Madalena, called Mada by her friends, sets out to produce her filmmaker father’s final script, a sci-fi B-movie, soon after his death, working on a shoestring budget while she is eight months pregnant. Her partner, Davi (Marcus Curvelo), is set to direct, but after he abandons the production, Mada recruits eccentric actor Oswaldo (Tavinho Teixeira), a close friend of her father’s, to take his place — only after two of her more trusted collaborators turn down the opportunity. In between medical check-ups, Mada struggles to get the money meant to pay her cast and crew released from the bank, and has even greater difficulty managing Oswaldo, whose scattered, bacchanalian directorial style is unproductive at best: Mada’s assistant director and close friend, Natasha (Nataly Rocha), shows her a video of Oswaldo stripping atop a speaker during what were supposed to be shooting hours, leading to a confrontation where Mada utters the indelible line “Kubrick would never stick his arm up his ass on top of a sound system, Oswaldo!”

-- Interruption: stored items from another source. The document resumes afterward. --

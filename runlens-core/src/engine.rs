// Copyright (c) The runlens Contributors
// SPDX-License-Identifier: MIT OR Apache-2.0

//! Correlating one run of the external runner.
//!
//! [`CorrelationEngine`] ties the components together: it waits for the test
//! report to stabilize, then for each executed source file ingests the attempt
//! log, attributes the report's tests and aggregates both into a
//! [`RunSummary`].

use crate::{
    aggregate::ResultAggregator,
    config::RunlensConfig,
    directives::RequestDirectiveSource,
    errors::RunCancelledError,
    helpers::plural,
    ingest::AttemptLogIngestor,
    report::{TestAttribution, TestReportParser},
    wait::{ReportStabilizationWaiter, WaitOutcome},
};
use camino::{Utf8Path, Utf8PathBuf};
use runlens_metadata::RunSummary;
use std::{future::Future, time::SystemTime};
use tracing::info;

/// One executed request-source file and the attempt log it produced.
#[derive(Clone, Debug, PartialEq, Eq)]
pub struct FileInput {
    /// The request-source file that was executed.
    pub source_file: Utf8PathBuf,

    /// The JSONL attempt log written while executing it.
    pub log_path: Utf8PathBuf,
}

impl FileInput {
    /// Creates a new `FileInput`.
    pub fn new(source_file: impl Into<Utf8PathBuf>, log_path: impl Into<Utf8PathBuf>) -> Self {
        Self {
            source_file: source_file.into(),
            log_path: log_path.into(),
        }
    }
}

/// Options for [`CorrelationEngine::run`].
#[derive(Clone, Debug, Default)]
pub struct RunOptions {
    /// Whether to wait for the test report to be rewritten before reading it.
    pub wait: bool,

    /// The modification time of the latest report before the runner started.
    /// See [`CorrelationEngine::capture_baseline`].
    pub baseline: Option<SystemTime>,

    /// Read this report instead of locating one in the reports directory.
    pub report_path: Option<Utf8PathBuf>,
}

/// The result of a correlation run.
#[derive(Clone, Debug)]
pub struct CorrelationRun {
    /// The unified result model.
    pub summary: RunSummary,

    /// The report that was read, if one was found.
    pub report_path: Option<Utf8PathBuf>,

    /// How the stabilization wait ended, if it ran.
    pub wait_outcome: Option<WaitOutcome>,
}

/// Correlates attempt logs and test reports for a workspace.
#[derive(Clone, Debug)]
pub struct CorrelationEngine {
    latest_report: Utf8PathBuf,
    waiter: ReportStabilizationWaiter,
    ingestor: AttemptLogIngestor,
    parser: TestReportParser,
    aggregator: ResultAggregator,
}

impl CorrelationEngine {
    /// Creates a new `CorrelationEngine` from a config.
    pub fn new(config: &RunlensConfig) -> Self {
        Self {
            latest_report: config.store().latest_report_path(),
            waiter: ReportStabilizationWaiter::new(config.wait()),
            ingestor: AttemptLogIngestor::new(),
            parser: TestReportParser::new(config.store().clone(), config.attribution().clone()),
            aggregator: ResultAggregator::new(),
        }
    }

    /// Returns the path of the report the runner rewrites on every run.
    pub fn latest_report_path(&self) -> &Utf8Path {
        &self.latest_report
    }

    /// Captures the modification time of the report discovery currently
    /// picks: the latest report, or else the newest timestamped one. Call this
    /// before starting the runner.
    pub fn capture_baseline(&self) -> Option<SystemTime> {
        self.parser
            .locate()
            .and_then(|path| ReportStabilizationWaiter::capture_baseline(&path))
    }

    /// Runs the correlation for the given inputs, in order.
    ///
    /// Only cancellation produces an error. Every data problem is reflected
    /// in the returned summary instead.
    pub async fn run(
        &self,
        inputs: &[FileInput],
        directives: &dyn RequestDirectiveSource,
        options: RunOptions,
        cancel: impl Future<Output = ()>,
    ) -> Result<CorrelationRun, RunCancelledError> {
        let wait_outcome = if options.wait {
            // Runners that write timestamped reports produce a new file each
            // run, so discovery is repeated on every poll.
            let outcome = match &options.report_path {
                Some(path) => self.waiter.wait(path, options.baseline, cancel).await,
                None => {
                    self.waiter
                        .wait_for(|| self.parser.locate(), options.baseline, cancel)
                        .await
                }
            };
            if outcome == WaitOutcome::Cancelled {
                return Err(RunCancelledError);
            }
            Some(outcome)
        } else {
            None
        };

        let report_path = options.report_path.or_else(|| self.parser.locate());
        match &report_path {
            Some(path) => info!("reading test report {path}"),
            None => info!("no test report found, continuing without tests"),
        }

        let source_files: Vec<&Utf8Path> =
            inputs.iter().map(|input| input.source_file.as_path()).collect();
        let attributions = match &report_path {
            Some(path) => self.parser.parse_run(path, &source_files, directives),
            None => vec![TestAttribution::default(); inputs.len()],
        };

        let groups = inputs.iter().zip(attributions).map(|(input, attribution)| {
            let attempt_log = self.ingestor.ingest(&input.log_path, &input.source_file);
            self.aggregator
                .aggregate(&input.source_file, &attempt_log, &attribution)
        });
        let summary = RunSummary::new(groups);

        let request_count: usize = summary.groups.iter().map(|g| g.requests.len()).sum();
        info!(
            "correlated {request_count} {} across {} {}",
            plural::requests_str(request_count),
            summary.groups.len(),
            plural::files_str(summary.groups.len()),
        );

        Ok(CorrelationRun {
            summary,
            report_path,
            wait_outcome,
        })
    }
}
// Copyright (c) The runlens Contributors
// SPDX-License-Identifier: MIT OR Apache-2.0

/// Documented exit codes for `runlens` failures.
///
/// Unknown/unexpected failures will always result in exit code 1.
pub enum RunlensExitCode {}

impl RunlensExitCode {
    /// Every request in every group passed.
    pub const OK: i32 = 0;

    /// At least one group did not pass: a request failed at the HTTP level, an
    /// inline test failed, or a custom test failed.
    pub const RUN_FAILED: i32 = 100;

    /// A user issue happened while setting up a runlens invocation, for example an
    /// unreadable config file or directive manifest.
    pub const SETUP_ERROR: i32 = 96;

    /// Writing data to stdout or stderr produced an error.
    pub const WRITE_OUTPUT_ERROR: i32 = 110;
}
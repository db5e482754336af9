// Copyright (c) The runlens Contributors
// SPDX-License-Identifier: MIT OR Apache-2.0

use std::fmt;
use swrite::{SWrite, swrite};

/// A user-facing classification of a raw execution failure.
#[derive(Clone, Copy, Debug, PartialEq, Eq, Hash)]
pub enum ExecutionErrorKind {
    /// The server refused the connection.
    ConnectionRefused,

    /// The host name could not be resolved.
    HostNotFound,

    /// The connection or request timed out.
    Timeout,

    /// Any other failure.
    ExecutionFailed,
}

impl ExecutionErrorKind {
    /// Classifies a raw error message by case-insensitive substring matching.
    pub fn classify(raw: &str) -> Self {
        let lower = raw.to_lowercase();
        let contains_any = |needles: &[&str]| needles.iter().any(|needle| lower.contains(needle));

        if contains_any(&["econnrefused", "connection refused", "actively refused"]) {
            Self::ConnectionRefused
        } else if contains_any(&[
            "enotfound",
            "getaddrinfo",
            "no such host",
            "name or service not known",
        ]) {
            Self::HostNotFound
        } else if contains_any(&["etimedout", "timed out", "timeout"]) {
            Self::Timeout
        } else {
            Self::ExecutionFailed
        }
    }

    /// Returns a short description of this kind.
    pub fn description(self) -> &'static str {
        match self {
            Self::ConnectionRefused => "Connection refused",
            Self::HostNotFound => "Host not found",
            Self::Timeout => "Request timed out",
            Self::ExecutionFailed => "Execution failed",
        }
    }
}

impl fmt::Display for ExecutionErrorKind {
    fn fmt(&self, f: &mut fmt::Formatter<'_>) -> fmt::Result {
        f.write_str(self.description())
    }
}

/// Formats a raw execution failure as `Reason: <kind>\nDetails: <raw>`.
///
/// Messages that are already in that shape are returned unchanged.
pub fn format_execution_error(raw: &str) -> String {
    let raw = raw.trim();
    if raw.contains("Reason:") && raw.contains("Details:") {
        return raw.to_owned();
    }

    let mut out = String::new();
    swrite!(out, "Reason: {}", ExecutionErrorKind::classify(raw));
    if !raw.is_empty() {
        swrite!(out, "\nDetails: {raw}");
    }
    out
}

Grieving the loss of her father and preparing to usher new life into the world, Mada is at an inflection point, and her reflections on her life provide a subtler counterpoint to the production’s pandemonium. Utilizing several cinematic devices, including simple conversations and phone calls to loved ones, but also fully staged flashbacks and a surprising and well-crafted animated sequence, Parente provides glimpses into Mada’s past. After the death of her mother in a car crash, she spent much of her childhood on film sets with her father, which sparked her imagination and provided a safe and convivial environment, even after traumatic episodes. Now, pregnant with a child that we learn early on is not Davi’s, Mada’s commitment to the completion of her father’s film is not only an act of commemoration, but an expression of deeply held love for her father and her passion for the process of filmmaking.

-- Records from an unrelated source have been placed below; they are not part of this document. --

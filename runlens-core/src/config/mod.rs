// Copyright (c) The runlens Contributors
// SPDX-License-Identifier: MIT OR Apache-2.0

//! Runlens configuration.
//!
//! The default config is embedded in the binary and layered under an optional
//! workspace file at `.config/runlens.toml`.

mod elements;
mod imp;

pub use elements::*;
pub use imp::*;
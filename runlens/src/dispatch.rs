// Copyright (c) The runlens Contributors
// SPDX-License-Identifier: MIT OR Apache-2.0

use crate::{
    ExpectedError,
    errors::Result,
    output::{OutputContext, OutputOpts, OutputWriter, clap_styles},
    reporter::HumanReporter,
};
use camino::{Utf8Path, Utf8PathBuf};
use chrono::{DateTime, SecondsFormat, Utc};
use clap::{Args, Parser, Subcommand, ValueEnum};
use runlens_core::{
    config::{DefaultConfigWarnings, RunlensConfig},
    directives::{ManifestDirectiveSource, RequestDirectiveSource, StaticDirectiveSource},
    engine::{CorrelationEngine, FileInput, RunOptions},
    wait::WaitOutcome,
};
use runlens_metadata::RunlensExitCode;
use std::{io::Write, time::SystemTime};
use tracing::{debug, info};

/// Correlates HTTP runner attempt logs and test reports into per-request
/// results.
#[derive(Debug, Parser)]
#[command(version, styles = clap_styles::style())]
pub struct RunlensApp {
    #[command(flatten)]
    output: OutputOpts,

    #[command(flatten)]
    config_opts: ConfigOpts,

    #[command(subcommand)]
    command: Command,
}

impl RunlensApp {
    /// Initializes the output context.
    pub fn init_output(&self) -> OutputContext {
        self.output.init()
    }

    /// Executes the app, returning the process exit code.
    pub fn exec(self, output: OutputContext, output_writer: &mut OutputWriter) -> Result<i32> {
        let workspace_root = self.config_opts.workspace_root()?;
        let config = self.config_opts.make_config(&workspace_root)?;

        match self.command {
            Command::Correlate(opts) => opts.exec(&config, output, output_writer),
            Command::Baseline => {
                let engine = CorrelationEngine::new(&config);
                let mut writer = output_writer.stdout_writer();
                if let Some(baseline) = engine.capture_baseline() {
                    writeln!(writer, "{}", format_baseline(baseline))
                        .map_err(ExpectedError::write_output_error)?;
                } else {
                    debug!("no test report in {}", config.store().reports_dir());
                }
                writer.flush().map_err(ExpectedError::write_output_error)?;
                Ok(RunlensExitCode::OK)
            }
        }
    }
}

#[derive(Debug, Args)]
struct ConfigOpts {
    /// Workspace root [default: current directory]
    #[arg(long, global = true, value_name = "DIR")]
    workspace: Option<Utf8PathBuf>,

    /// Config file [default: workspace-root/.config/runlens.toml]
    #[arg(long = "config", global = true, value_name = "PATH")]
    config_file: Option<Utf8PathBuf>,
}

impl ConfigOpts {
    fn workspace_root(&self) -> Result<Utf8PathBuf> {
        if let Some(workspace) = &self.workspace {
            return Ok(workspace.clone());
        }
        let current_dir =
            std::env::current_dir().map_err(ExpectedError::workspace_root_invalid)?;
        Utf8PathBuf::try_from(current_dir)
            .map_err(|error| ExpectedError::workspace_root_invalid(error.into_io_error()))
    }

    /// Creates a runlens config with the given options.
    fn make_config(&self, workspace_root: &Utf8Path) -> Result<RunlensConfig> {
        RunlensConfig::from_sources(
            workspace_root,
            self.config_file.as_deref(),
            &mut DefaultConfigWarnings,
        )
        .map_err(ExpectedError::from)
    }
}

#[derive(Debug, Subcommand)]
enum Command {
    /// Correlate attempt logs with the latest test report
    ///
    /// Each source file is paired with the --log given in the same position.
    /// Unless --no-wait is passed, runlens first waits for the runner to rewrite
    /// its latest report.
    Correlate(CorrelateOpts),

    /// Print the modification time of the latest test report
    ///
    /// Capture this before starting the runner and pass it to
    /// `correlate --since`. Prints nothing if no report exists yet.
    Baseline,
}

#[derive(Debug, Args)]
struct CorrelateOpts {
    /// Request-source files that were executed
    #[arg(required = true, value_name = "SOURCE")]
    sources: Vec<Utf8PathBuf>,

    /// JSONL attempt log for each source file, in order
    #[arg(long = "log", required = true, value_name = "PATH")]
    logs: Vec<Utf8PathBuf>,

    /// JSON manifest of test directive counts per source file
    #[arg(long, value_name = "PATH")]
    directives: Option<Utf8PathBuf>,

    /// Read this report instead of locating the latest one
    #[arg(long, value_name = "PATH")]
    report: Option<Utf8PathBuf>,

    /// Report modification time before the run started (RFC 3339)
    ///
    /// Without this, any existing report counts as up to date.
    #[arg(long, value_name = "TIMESTAMP")]
    since: Option<String>,

    /// Do not wait for the report to be rewritten
    #[arg(long)]
    no_wait: bool,

    /// Output format
    #[arg(
        long,
        short = 'T',
        value_enum,
        default_value_t,
        value_name = "FMT"
    )]
    message_format: MessageFormat,
}

#[derive(Copy, Clone, Debug, Default, PartialEq, Eq, ValueEnum)]
enum MessageFormat {
    #[default]
    Human,
    Json,
}

impl CorrelateOpts {
    fn exec(
        self,
        config: &RunlensConfig,
        output: OutputContext,
        output_writer: &mut OutputWriter,
    ) -> Result<i32> {
        if self.sources.len() != self.logs.len() {
            return Err(ExpectedError::LogCountMismatch {
                sources: self.sources.len(),
                logs: self.logs.len(),
            });
        }
        let baseline = self.since.as_deref().map(parse_baseline).transpose()?;

        let directives: Box<dyn RequestDirectiveSource> = match &self.directives {
            Some(path) => Box::new(ManifestDirectiveSource::from_path(path)?),
            None => Box::new(StaticDirectiveSource::default()),
        };
        let inputs: Vec<_> = self
            .sources
            .into_iter()
            .zip(self.logs)
            .map(|(source, log)| FileInput::new(source, log))
            .collect();
        let options = RunOptions {
            wait: !self.no_wait,
            baseline,
            report_path: self.report,
        };

        let runtime = tokio::runtime::Builder::new_current_thread()
            .enable_all()
            .build()
            .map_err(|error| ExpectedError::RuntimeBuildError { error })?;
        let engine = CorrelationEngine::new(config);
        let run = runtime.block_on(engine.run(&inputs, directives.as_ref(), options, ctrl_c()))?;

        if let Some(WaitOutcome::Updated { elapsed }) = run.wait_outcome {
            info!("test report updated after {elapsed:?}");
        }

        let mut writer = output_writer.stdout_writer();
        match self.message_format {
            MessageFormat::Human => {
                HumanReporter::new(output.stdout_colorized(), output.verbose)
                    .write_summary(&run.summary, &mut writer)
                    .map_err(ExpectedError::write_output_error)?;
            }
            MessageFormat::Json => {
                serde_json::to_writer_pretty(&mut writer, &run.summary)
                    .map_err(|err| ExpectedError::SerializeSummaryError { err })?;
                writeln!(writer)
                    .and_then(|()| writer.flush())
                    .map_err(ExpectedError::write_output_error)?;
            }
        }

        if run.summary.is_success() {
            Ok(RunlensExitCode::OK)
        } else {
            Err(ExpectedError::RunFailed)
        }
    }
}

/// Resolves when the user presses Ctrl-C.
async fn ctrl_c() {
    if tokio::signal::ctrl_c().await.is_err() {
        // Without a signal handler, never cancel.
        std::future::pending::<()>().await;
    }
}

fn parse_baseline(input: &str) -> Result<SystemTime> {
    DateTime::parse_from_rfc3339(input)
        .map(SystemTime::from)
        .map_err(|err| ExpectedError::invalid_since(input, err))
}

fn format_baseline(baseline: SystemTime) -> String {
    DateTime::<Utc>::from(baseline).to_rfc3339_opts(SecondsFormat::Nanos, true)
}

Bonoba excels in all aspects of the layered character she plays. When working, Mada tries to maintain a veneer of calm that gets broken down incrementally with each new obstacle, and Bonoba performs the rage and frustration that inevitably burst forth with full-bodied energy and precise comic timing. She is equally adept when called on to portray quieter moments of grief, intimacy, and tenderness, communicating a vivid interior life and emotional complexity through subtle facial and vocal modulations. Bonoba’s performance is at once dynamic and disciplined, grounding the film in a compelling emotional reality and allowing actors in more broadly comedic secondary roles to go big and bold — particularly Teixeira, whose Oswaldo is a mostly endearing, occasionally frightening chaos agent.

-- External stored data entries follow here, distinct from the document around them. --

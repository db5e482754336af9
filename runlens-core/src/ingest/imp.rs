// Copyright (c) The runlens Contributors
// SPDX-License-Identifier: MIT OR Apache-2.0

use super::entry::{RawLogEntry, StructuredLogEntry, flatten_headers};
use crate::helpers::{duration_ms_from_f64, is_success_status, plural};
use camino::{Utf8Path, Utf8PathBuf};
use indexmap::IndexMap;
use itertools::Itertools;
use std::{collections::BTreeMap, io};
use tracing::{debug, info, warn};

/// The strategy name used when an attempt chain ran under a resilience
/// pipeline that did not name its strategy.
pub const DEFAULT_STRATEGY_NAME: &str = "Resilience pipeline";

/// Reads the JSONL attempt log and groups attempts into logical requests.
///
/// The ingestor holds no state: every call builds its groups from scratch.
#[derive(Clone, Debug, Default)]
pub struct AttemptLogIngestor {
    _private: (),
}

impl AttemptLogIngestor {
    /// Creates a new `AttemptLogIngestor`.
    pub fn new() -> Self {
        Self::default()
    }

    /// Ingests the attempt log at `log_path`.
    ///
    /// `source_path` is the request-source file that was executed, and is only
    /// used for diagnostics. This never fails: a missing or empty log is
    /// reported through [`AttemptLog::failure`].
    pub fn ingest(&self, log_path: &Utf8Path, source_path: &Utf8Path) -> AttemptLog {
        let contents = match std::fs::read(log_path) {
            Ok(bytes) => bytes,
            Err(error) => {
                let reason = if error.kind() == io::ErrorKind::NotFound {
                    "execution log does not exist".to_owned()
                } else {
                    format!("execution log could not be read: {error}")
                };
                warn!("for {source_path}, {reason} (path: {log_path})");
                return AttemptLog::missing(log_path, reason);
            }
        };

        // The log is written incrementally and may be read mid-write, so a
        // truncated multi-byte sequence must not lose the whole file.
        let contents = String::from_utf8_lossy(&contents);
        if contents.trim().is_empty() {
            warn!("for {source_path}, execution log {log_path} is empty");
            return AttemptLog::missing(log_path, "execution log is empty".to_owned());
        }

        self.ingest_str(&contents, source_path)
    }

    /// Ingests attempt log contents that have already been read.
    pub fn ingest_str(&self, contents: &str, source_path: &Utf8Path) -> AttemptLog {
        let mut groups: IndexMap<String, Vec<StructuredLogEntry>> = IndexMap::new();
        let mut attempt_count = 0;

        for (index, line) in contents.lines().enumerate() {
            let line_number = index + 1;
            let trimmed = line.trim();
            if trimmed.is_empty() {
                continue;
            }

            let raw: RawLogEntry = match serde_json::from_str(trimmed) {
                Ok(raw) => raw,
                Err(error) => {
                    debug!("{source_path}: skipping attempt log line {line_number}: {error}");
                    continue;
                }
            };
            let Some(entry) = raw.request_log else {
                continue;
            };
            if entry.request.is_none() && entry.response.is_none() {
                debug!(
                    "{source_path}: skipping incomplete attempt on line {line_number} \
                     (no request or response)"
                );
                continue;
            }

            attempt_count += 1;
            groups.entry(entry.group_key()).or_default().push(entry);
        }

        let mut failure = None;
        let requests: Vec<_> = groups
            .into_iter()
            .map(|(name, chain)| {
                let request = CanonicalRequest::from_chain(name, &chain);
                if failure.is_none()
                    && let Some(message) = connection_failure(&chain)
                {
                    warn!(
                        "{source_path}: request `{}` failed before a response was received",
                        request.name
                    );
                    failure = Some(LogFailure::Connection {
                        request: request.name.clone(),
                        message,
                    });
                }
                request
            })
            .collect();

        info!(
            "{source_path}: ingested {} {} from {attempt_count} {}",
            requests.len(),
            plural::requests_str(requests.len()),
            plural::attempts_str(attempt_count),
        );

        AttemptLog {
            found_any_request: !requests.is_empty(),
            requests,
            failure,
        }
    }
}

/// Returns the joined errors of a chain whose last attempt never received a
/// response.
fn connection_failure(chain: &[StructuredLogEntry]) -> Option<String> {
    let last = chain.last()?;
    if last.status_code().is_some() {
        return None;
    }
    let message = last.non_empty_errors().join("; ");
    (!message.is_empty()).then_some(message)
}

/// The result of ingesting an attempt log.
#[derive(Clone, Debug, Default)]
pub struct AttemptLog {
    /// One canonical request per logical request, in first-seen order.
    pub requests: Vec<CanonicalRequest>,

    /// Set if the log was unusable or an attempt failed at the connection level.
    pub failure: Option<LogFailure>,

    /// False if no attempt could be correlated to a request.
    pub found_any_request: bool,
}

impl AttemptLog {
    fn missing(path: &Utf8Path, reason: String) -> Self {
        Self {
            requests: Vec::new(),
            failure: Some(LogFailure::MissingArtifact {
                path: path.to_owned(),
                reason,
            }),
            found_any_request: false,
        }
    }

    /// Returns the connection error, if an attempt failed before receiving a
    /// response.
    pub fn connection_error(&self) -> Option<&str> {
        match &self.failure {
            Some(LogFailure::Connection { message, .. }) => Some(message),
            Some(LogFailure::MissingArtifact { .. }) | None => None,
        }
    }
}

/// Why an attempt log produced no usable requests, or produced requests that
/// must not be trusted.
#[derive(Clone, Debug, PartialEq, Eq)]
pub enum LogFailure {
    /// The log file was missing, unreadable or empty.
    MissingArtifact {
        /// The path to the log.
        path: Utf8PathBuf,

        /// A description of what was wrong.
        reason: String,
    },

    /// A request's last attempt failed without receiving a response.
    Connection {
        /// The request that failed.
        request: String,

        /// The errors reported for the request, joined with `; `.
        message: String,
    },
}

/// One logical request, derived from one or more attempts sharing a name.
#[derive(Clone, Debug, PartialEq, Eq)]
pub struct CanonicalRequest {
    /// The declared request name.
    pub name: String,

    /// The runner's id for the first attempt.
    pub request_id: Option<String>,

    /// The request-source file, as reported by the runner.
    pub source_file: Option<Utf8PathBuf>,

    /// The HTTP method.
    pub method: String,

    /// The URL of the last attempt.
    pub url: String,

    /// Headers sent on the first attempt.
    pub request_headers: BTreeMap<String, String>,

    /// Body sent on the first attempt.
    pub request_body: Option<String>,

    /// The response to the last attempt, if one was received.
    pub response: Option<CanonicalResponse>,

    /// The duration of the last attempt, in milliseconds.
    pub duration_ms: u64,

    /// Every non-empty error across the chain, joined with `; `.
    pub error_message: Option<String>,

    /// Retry information for the chain.
    pub retry_info: RetryInfo,
}

impl CanonicalRequest {
    /// Builds a canonical request from a non-empty attempt chain.
    fn from_chain(name: String, chain: &[StructuredLogEntry]) -> Self {
        let first = &chain[0];
        let last = &chain[chain.len() - 1];
        let first_request = first.request.as_ref();

        let url = last
            .request
            .as_ref()
            .and_then(|request| request.uri.clone())
            .or_else(|| first_request.and_then(|request| request.uri.clone()))
            .unwrap_or_default();

        let duration_ms = last.duration_ms.map_or(0, duration_ms_from_f64);
        let response = last.status_code().map(|status_code| {
            // status_code() implies the response exists.
            let logged = last.response.as_ref();
            CanonicalResponse {
                status_code,
                status_text: logged
                    .and_then(|response| response.reason_phrase.clone())
                    .unwrap_or_default(),
                headers: flatten_headers(logged.and_then(|response| response.headers.as_ref())),
                body: logged.and_then(|response| response.body.clone()),
                duration_ms,
            }
        });

        let error_message = chain
            .iter()
            .flat_map(StructuredLogEntry::non_empty_errors)
            .join("; ");

        Self {
            name,
            request_id: first.request_id.clone(),
            source_file: first_request.and_then(|request| request.file_path.clone()),
            method: first_request
                .and_then(|request| request.method.clone())
                .unwrap_or_default(),
            url,
            request_headers: flatten_headers(first_request.and_then(|r| r.headers.as_ref())),
            request_body: first_request.and_then(|request| request.body.clone()),
            response,
            duration_ms,
            error_message: (!error_message.is_empty()).then_some(error_message),
            retry_info: RetryInfo::from_chain(chain),
        }
    }

    /// Returns the status code of the last attempt, if a response was received.
    pub fn status_code(&self) -> Option<u16> {
        self.response.as_ref().map(|response| response.status_code)
    }

    /// Returns true if the last attempt received a 2xx response.
    pub fn is_http_success(&self) -> bool {
        self.status_code().is_some_and(is_success_status)
    }
}

/// The response to the last attempt of a [`CanonicalRequest`].
#[derive(Clone, Debug, PartialEq, Eq)]
pub struct CanonicalResponse {
    /// The HTTP status code.
    pub status_code: u16,

    /// The reason phrase.
    pub status_text: String,

    /// Response headers.
    pub headers: BTreeMap<String, String>,

    /// The response body.
    pub body: Option<String>,

    /// The duration of the attempt, in milliseconds.
    pub duration_ms: u64,
}

/// Retry information for one attempt chain.
#[derive(Clone, Debug, PartialEq, Eq)]
pub struct RetryInfo {
    /// The retry strategy, if the chain ran under a resilience pipeline.
    pub strategy_name: Option<String>,

    /// The number of attempts in the chain.
    pub actual_attempts: usize,

    /// True if more than one attempt was made.
    pub was_retried: bool,

    /// Every attempt, in log order.
    pub attempts: Vec<RetryAttempt>,
}

impl RetryInfo {
    fn from_chain(chain: &[StructuredLogEntry]) -> Self {
        let attempts: Vec<_> = chain
            .iter()
            .enumerate()
            .map(|(index, entry)| RetryAttempt::new(index + 1, entry))
            .collect();

        // The first attempt decides whether the chain ran under a pipeline.
        let strategy_name = chain
            .first()
            .filter(|first| first.has_resilience_pipeline())
            .map(|first| {
                first
                    .metadata
                    .as_ref()
                    .and_then(|metadata| metadata.retry_strategy.clone())
                    .filter(|name| !name.is_empty())
                    .unwrap_or_else(|| DEFAULT_STRATEGY_NAME.to_owned())
            });

        Self {
            strategy_name,
            actual_attempts: attempts.len(),
            was_retried: attempts.len() > 1,
            attempts,
        }
    }
}

/// A single attempt within a retry chain.
#[derive(Clone, Debug, PartialEq, Eq)]
pub struct RetryAttempt {
    /// The 1-based attempt number.
    pub attempt_number: usize,

    /// When the attempt started, as written by the runner.
    pub timestamp: Option<String>,

    /// The status code, if a response was received.
    pub status_code: Option<u16>,

    /// The reason phrase, if a response was received.
    pub status_text: Option<String>,

    /// The attempt duration, in milliseconds.
    pub duration_ms: u64,

    /// True if the status code was in the 2xx range.
    pub success: bool,
}

impl RetryAttempt {
    fn new(attempt_number: usize, entry: &StructuredLogEntry) -> Self {
        let status_code = entry.status_code();
        Self {
            attempt_number,
            timestamp: entry.start_time.clone(),
            status_code,
            status_text: entry
                .response
                .as_ref()
                .and_then(|response| response.reason_phrase.clone()),
            duration_ms: entry.duration_ms.map_or(0, duration_ms_from_f64),
            success: status_code.is_some_and(is_success_status),
        }
    }
}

The cast of characters, like the film’s actual cast, includes many queer people. Parente has remarked that “queer cinema is a cinema that inspires freedom, that seeks to displace borders, to tear down moral walls, and my interest in it is both aesthetic and political.” The collective effort by a sexually- and gender-diverse crew to craft a low-budget, campy sci-fi movie is a delight to witness, both in the comic situations that arise and in the very “freedom” Parente portrays in this fictional production. The mode of collaboration on display in Death and Life Madalena is not one without power structures, conflicts, and poor behavior — Parente is not staging a utopia, and in fact portrays several ethically troubling moments on set — but it does include close collaboration, malleability in the roles played by individuals, and a collective sense of care. The politics of this dynamic, like the film’s queerness, are not explicitly pointed out but are ever-present, providing a vision of the kind of aesthetic, moral, and communal freedom Parente seeks to inspire. What is ultimately most moving and joyful about Death and Life Madalena is that, at least in the emotionally and artistically vibrant world Parente cultivates, the love of cinema and the love of one’s community are one and the same.


Published as part of FIDMarseille 2025 — Dispatch 2.